** DATASET ENTRIES follows **

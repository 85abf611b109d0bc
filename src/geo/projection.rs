//! Spherical mercator conversion for placing geographic positions on the map.

use std::f64::consts::PI;

use super::Coordinate;

const EARTH_RADIUS: f64 = 6_378_137.0;

/// Half the width of the projected world, in meters.
pub const HALF_WORLD_SIZE: f64 = PI * EARTH_RADIUS;

/// Project `[longitude, latitude]` (degrees) into EPSG:3857.
///
/// Latitudes beyond the mercator limit are clamped to the edge of the world.
pub fn from_lon_lat([lon, lat]: [f64; 2]) -> Coordinate {
    let x = EARTH_RADIUS * lon.to_radians();
    let y = EARTH_RADIUS * (PI / 4.0 + lat.to_radians() / 2.0).tan().ln();
    Coordinate::new(x, y.clamp(-HALF_WORLD_SIZE, HALF_WORLD_SIZE))
}

/// Inverse of [`from_lon_lat`].
pub fn to_lon_lat(coordinate: Coordinate) -> [f64; 2] {
    let lon = (coordinate.x / EARTH_RADIUS).to_degrees();
    let lat = (2.0 * (coordinate.y / EARTH_RADIUS).exp().atan() - PI / 2.0).to_degrees();
    [lon, lat]
}

#[cfg(test)]
mod tests {
    use super::*;

    #[test]
    fn test_origin_maps_to_origin() {
        let coordinate = from_lon_lat([0.0, 0.0]);
        assert!(coordinate.x.abs() < 1e-9);
        assert!(coordinate.y.abs() < 1e-9);
    }

    #[test]
    fn test_wellington() {
        let coordinate = from_lon_lat([174.7744, -41.2851]);
        assert!((coordinate.x - 19_455_797.2117).abs() < 0.001);
        assert!((coordinate.y - -5_054_485.2350).abs() < 0.001);
    }

    #[test]
    fn test_antimeridian_is_world_edge() {
        let coordinate = from_lon_lat([180.0, 0.0]);
        assert!((coordinate.x - HALF_WORLD_SIZE).abs() < 1e-6);
    }

    #[test]
    fn test_polar_latitude_is_clamped() {
        let coordinate = from_lon_lat([0.0, 90.0]);
        assert!(coordinate.y <= HALF_WORLD_SIZE);
    }

    #[test]
    fn test_to_lon_lat_inverts_projection() {
        let [lon, lat] = to_lon_lat(from_lon_lat([174.7744, -41.2851]));
        assert!((lon - 174.7744).abs() < 1e-9);
        assert!((lat - -41.2851).abs() < 1e-9);
    }
}
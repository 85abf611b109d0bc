//! Vector styling: fill, stroke and circle markers keyed by geometry type.

use std::collections::HashMap;

use bevy::prelude::Color;

use crate::geo::GeometryType;
use crate::theme::{EDIT_BLUE, OUTLINE_WHITE, POLYGON_FILL};

#[derive(Debug, Clone, Copy, PartialEq)]
pub struct Fill {
    pub color: Color,
}

impl Fill {
    pub fn new(color: Color) -> Self {
        Self { color }
    }
}

#[derive(Debug, Clone, Copy, PartialEq)]
pub struct Stroke {
    pub color: Color,
    pub width: f32,
}

impl Stroke {
    pub fn new(color: Color, width: f32) -> Self {
        Self { color, width }
    }
}

/// A circular point marker.
#[derive(Debug, Clone, Copy, PartialEq)]
pub struct CircleStyle {
    pub radius: f32,
    pub fill: Option<Fill>,
    pub stroke: Option<Stroke>,
}

/// One drawing pass. A feature is drawn once per style, in list order.
#[derive(Debug, Clone, Copy, PartialEq, Default)]
pub struct Style {
    pub fill: Option<Fill>,
    pub stroke: Option<Stroke>,
    /// Marker drawn at point geometries
    pub image: Option<CircleStyle>,
    /// Higher values draw later. Features with equal values keep insertion order.
    pub z_index: f32,
}

impl Style {
    pub fn stroke(color: Color, width: f32) -> Self {
        Self {
            stroke: Some(Stroke::new(color, width)),
            ..Default::default()
        }
    }

    pub fn fill(color: Color) -> Self {
        Self {
            fill: Some(Fill::new(color)),
            ..Default::default()
        }
    }

    pub fn circle(radius: f32, fill: Color, stroke: Stroke) -> Self {
        Self {
            image: Some(CircleStyle {
                radius,
                fill: Some(Fill::new(fill)),
                stroke: Some(stroke),
            }),
            ..Default::default()
        }
    }

    pub fn with_z_index(mut self, z_index: f32) -> Self {
        self.z_index = z_index;
        self
    }
}

pub type StyleByGeometry = HashMap<GeometryType, Vec<Style>>;

const OUTLINE_WIDTH: f32 = 3.0;
const POINT_RADIUS: f32 = 6.0;

/// Build the edit style table in `color`: a white outline under a colored
/// core for lines, a colored dot with a white rim for points and a
/// translucent white fill for polygons.
pub fn create_styles(color: Color) -> StyleByGeometry {
    let polygon = vec![Style::fill(POLYGON_FILL)];
    let line = vec![
        Style::stroke(OUTLINE_WHITE, OUTLINE_WIDTH + 2.0),
        Style::stroke(color, OUTLINE_WIDTH),
    ];
    let point = vec![
        Style::circle(
            POINT_RADIUS,
            color,
            Stroke::new(OUTLINE_WHITE, OUTLINE_WIDTH / 2.0),
        )
        .with_z_index(f32::INFINITY),
    ];

    let mut styles = StyleByGeometry::new();
    styles.insert(GeometryType::Polygon, polygon.clone());
    styles.insert(GeometryType::MultiPolygon, polygon.clone());
    styles.insert(GeometryType::LineString, line.clone());
    styles.insert(GeometryType::MultiLineString, line.clone());
    styles.insert(
        GeometryType::Circle,
        polygon.iter().chain(line.iter()).copied().collect(),
    );
    styles.insert(GeometryType::Point, point.clone());
    styles.insert(GeometryType::MultiPoint, point.clone());
    styles.insert(
        GeometryType::GeometryCollection,
        polygon.into_iter().chain(line).chain(point).collect(),
    );
    styles
}

/// The engine's built-in edit styling.
pub fn default_edit_styles() -> StyleByGeometry {
    create_styles(EDIT_BLUE)
}
use std::time::Duration;

/// Depth-one coalescing queue: each push replaces the pending value and
/// restarts its deadline, so only the trailing value of a burst comes out.
#[derive(Debug, Clone)]
pub struct Debouncer<T> {
    interval: Duration,
    pending: Option<(T, Duration)>,
}

impl<T> Debouncer<T> {
    pub fn new(interval: Duration) -> Self {
        Self {
            interval,
            pending: None,
        }
    }

    #[cfg(test)]
    pub fn interval(&self) -> Duration {
        self.interval
    }

    /// Takes effect from the next push; a pending value keeps its deadline.
    pub fn set_interval(&mut self, interval: Duration) {
        self.interval = interval;
    }

    pub fn push(&mut self, value: T, now: Duration) {
        self.pending = Some((value, now + self.interval));
    }

    /// The pending value, once its deadline has passed.
    pub fn poll(&mut self, now: Duration) -> Option<T> {
        match self.pending {
            Some((_, deadline)) if now >= deadline => self.pending.take().map(|(value, _)| value),
            _ => None,
        }
    }

    pub fn cancel(&mut self) {
        self.pending = None;
    }

    #[cfg(test)]
    pub fn is_pending(&self) -> bool {
        self.pending.is_some()
    }
}

#[cfg(test)]
mod tests {
    use super::*;

    fn ms(millis: u64) -> Duration {
        Duration::from_millis(millis)
    }

    #[test]
    fn test_zero_interval_yields_immediately() {
        let mut debouncer = Debouncer::new(Duration::ZERO);
        debouncer.push(1, ms(10));
        assert_eq!(debouncer.poll(ms(10)), Some(1));
        assert_eq!(debouncer.poll(ms(10)), None);
    }

    #[test]
    fn test_burst_keeps_trailing_value() {
        let mut debouncer = Debouncer::new(ms(100));
        debouncer.push(1, ms(0));
        debouncer.push(2, ms(40));
        debouncer.push(3, ms(80));
        assert_eq!(debouncer.poll(ms(120)), None);
        assert_eq!(debouncer.poll(ms(180)), Some(3));
        assert!(!debouncer.is_pending());
    }

    #[test]
    fn test_push_restarts_deadline() {
        let mut debouncer = Debouncer::new(ms(50));
        debouncer.push("a", ms(0));
        debouncer.push("b", ms(45));
        assert_eq!(debouncer.poll(ms(60)), None);
        assert_eq!(debouncer.poll(ms(95)), Some("b"));
    }

    #[test]
    fn test_cancel_drops_pending() {
        let mut debouncer = Debouncer::new(ms(10));
        debouncer.push(7, ms(0));
        debouncer.cancel();
        assert_eq!(debouncer.poll(ms(1000)), None);
    }

    #[test]
    fn test_set_interval_applies_to_next_push() {
        let mut debouncer = Debouncer::new(ms(10));
        debouncer.push(1, ms(0));
        debouncer.set_interval(ms(100));
        assert_eq!(debouncer.poll(ms(10)), Some(1));
        debouncer.push(2, ms(10));
        assert_eq!(debouncer.poll(ms(50)), None);
        assert_eq!(debouncer.interval(), ms(100));
    }
}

** End of DATASET ENTRIES **

Write out again, exactly, the lines from the start of the entries up to and including the one with "let lon = (coordinate.x". Nothing else belongs in the reply.

repository 85abf611b109d0bc
filename src/geo/projection.rs
//! Spherical mercator conversion for placing geographic positions on the map.

use std::f64::consts::PI;

use super::Coordinate;

const EARTH_RADIUS: f64 = 6_378_137.0;

/// Half the width of the projected world, in meters.
pub const HALF_WORLD_SIZE: f64 = PI * EARTH_RADIUS;

/// Project `[longitude, latitude]` (degrees) into EPSG:3857.
///
/// Latitudes beyond the mercator limit are clamped to the edge of the world.
pub fn from_lon_lat([lon, lat]: [f64; 2]) -> Coordinate {
    let x = EARTH_RADIUS * lon.to_radians();
    let y = EARTH_RADIUS * (PI / 4.0 + lat.to_radians() / 2.0).tan().ln();
    Coordinate::new(x, y.clamp(-HALF_WORLD_SIZE, HALF_WORLD_SIZE))
}

/// Inverse of [`from_lon_lat`].
pub fn to_lon_lat(coordinate: Coordinate) -> [f64; 2] {
    let lon = (coordinate.x / EARTH_RADIUS).to_degrees();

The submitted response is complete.